The nation’s outrage over the never ending Bush-Obama Bailout Parade is heating up fast. This week alone we’ve seen grassroots rallies in Seattle, Denver, Mesa, and Kansas. Then yesterday, CNBC editor Rick Santelli set off a virtual firestorm when his passionate critique of President Barack Obama’s mortgage bailout plan inspired traders on the floor of the Chicago Board Options Exchange to stop their pre-trading preparations to voice their support. The video of Santelli’s call for a “Chicago Tea Party” to protest the government’s constant intervention in the free market has spread like wildfire across all media outlets. What caused Santelli’s outburst? National Review caught up with him:

NRO: When we posted a link to the video, we were swamped with e-mails in support, including a couple from traders at the Board of Trade in Chicago, who have been saying right on. How have the e-mails that you’ve been getting, how have they been running?

Santelli: I’ll be honest with you, I think I’ve gotten somewhere between 850-900, and I think I had three that were negative. … The issue is, you can’t pick out 8 or 9 percent and give them things that weaken the 90 or 92 percent who are carrying the water. … They need to quit picking winners and losers, and they have to quit alienating the classes. You have to figure out a way to float all boats, and I think that’s where the administration has gone wrong, and I think that’s the nerve I hit.

Santelli’s criticism of the mortgage bailout plan is dead on: The plan treats borrowers who sacrificed to pay their mortgages on time the same as those who used their equity for a boat and stopped paying their loans. This moral hazard sends a clear message to our children that they can avoid the consequences of their actions. But this is only one reason the plan is bad policy. Others include:

The plan’s mortgage cram down provision would only worsen the housing crisis in two ways: First it would increase the risk to lenders and lead to higher interest rates for people trying to buy homes today. Second, the policy would open the door to achieving mortgage reductions for tens of millions of homeowners who can afford their mortgage pay­ments and whose homes are not at risk.

The plan will fail because too few people will qualify and many of those that do will default anyway. The housing bubble was caused in large part by speculators who bought homes planning to flip them for quick profit and other who out right lied on their loan applications. The mortgage bailout will do nothing to stop these foreclosures. Furthermore, the re-default rates for people that have already participated in mortgage modifications show that as many as 50% of them go on to default again.

The plan risks another $275 billion in taxpayer funds. The Obama Administration claims their plan will only cost $75 billion, but that is only true if it works out perfectly. If the plan fails to stem the inevitable correction in housing prices taxpayers will lose a full $275 billion.

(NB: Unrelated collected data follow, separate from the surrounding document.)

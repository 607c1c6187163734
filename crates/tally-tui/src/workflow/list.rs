use std::sync::Arc;

use tally_core::Category;
use tally_service::ServiceError;

/// The fetched collection plus a row cursor.
///
/// Refreshes replace the whole collection. Each fetch is tagged with a
/// generation so a slow, older fetch cannot overwrite a newer result.
#[derive(Debug, Clone, Default)]
pub struct CategoryList {
    categories: Arc<Vec<Category>>,
    cursor: Option<usize>,
    requested: u64,
    applied: u64,
    loaded: bool,
    fetch_error: Option<String>,
}

impl CategoryList {
    pub fn new() -> Self {
        Self::default()
    }

    pub fn categories(&self) -> &Arc<Vec<Category>> {
        &self.categories
    }

    pub fn cursor(&self) -> Option<usize> {
        self.cursor
    }

    /// True once any fetch has succeeded.
    pub fn is_loaded(&self) -> bool {
        self.loaded
    }

    /// Message of the most recent failed fetch, cleared by the next success.
    pub fn fetch_error(&self) -> Option<&str> {
        self.fetch_error.as_deref()
    }

    pub fn selected(&self) -> Option<&Category> {
        self.categories.get(self.cursor?)
    }

    /// Reserve a generation number for a new fetch.
    pub fn request_refresh(&mut self) -> u64 {
        self.requested += 1;
        self.requested
    }

    /// Apply a fetch result. Returns whether the held collection changed.
    /// Failures and stale generations leave the collection as it was.
    pub fn apply(&mut self, generation: u64, result: Result<Vec<Category>, ServiceError>) -> bool {
        if generation <= self.applied {
            tracing::warn!(generation, applied = self.applied, "discarding stale category fetch");
            return false;
        }
        match result {
            Ok(categories) => {
                let selected_id = self.selected().map(|c| c.id.clone());
                self.applied = generation;
                self.categories = Arc::new(categories);
                self.loaded = true;
                self.fetch_error = None;
                self.restore_cursor(selected_id.as_deref());
                tracing::info!(count = self.categories.len(), generation, "category list refreshed");
                true
            }
            Err(e) => {
                tracing::warn!(generation, "category fetch failed: {e}");
                self.fetch_error = Some(e.to_string());
                false
            }
        }
    }

    fn restore_cursor(&mut self, selected_id: Option<&str>) {
        if self.categories.is_empty() {
            self.cursor = None;
            return;
        }
        let by_id = selected_id.and_then(|id| self.categories.iter().position(|c| c.id == id));
        let fallback = self.cursor.unwrap_or(0).min(self.categories.len() - 1);
        self.cursor = Some(by_id.unwrap_or(fallback));
    }

    pub fn move_cursor(&mut self, delta: i32) {
        if self.categories.is_empty() {
            self.cursor = None;
            return;
        }
        let last = self.categories.len() as i64 - 1;
        let current = self.cursor.unwrap_or(0) as i64;
        self.cursor = Some((current + delta as i64).clamp(0, last) as usize);
    }
}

Closing his interview with National Review, Santelli also connected the mortgage bailout to the Obama Administration’s stimulus plan:

At the end of the day, it’s simple. A lot of the president’s advisers are saying that there’s a multiplier effect to the government money, and it’s over one. Now if that’s true, then the government should spend non-stop for the rest of our lives, because we’ll get a positive return. And it makes no sense. … I guess in the end, I believe in the founding fathers, and I believe that in America… the pursuit of happiness and to work hard and keep the fruits of your labor is something I believe in. And I’m not saying we should forget people who need help. But at the end of the day, Americans are strong and they’re charitable. I think what they have a problem with is that it’s force-fed via the government.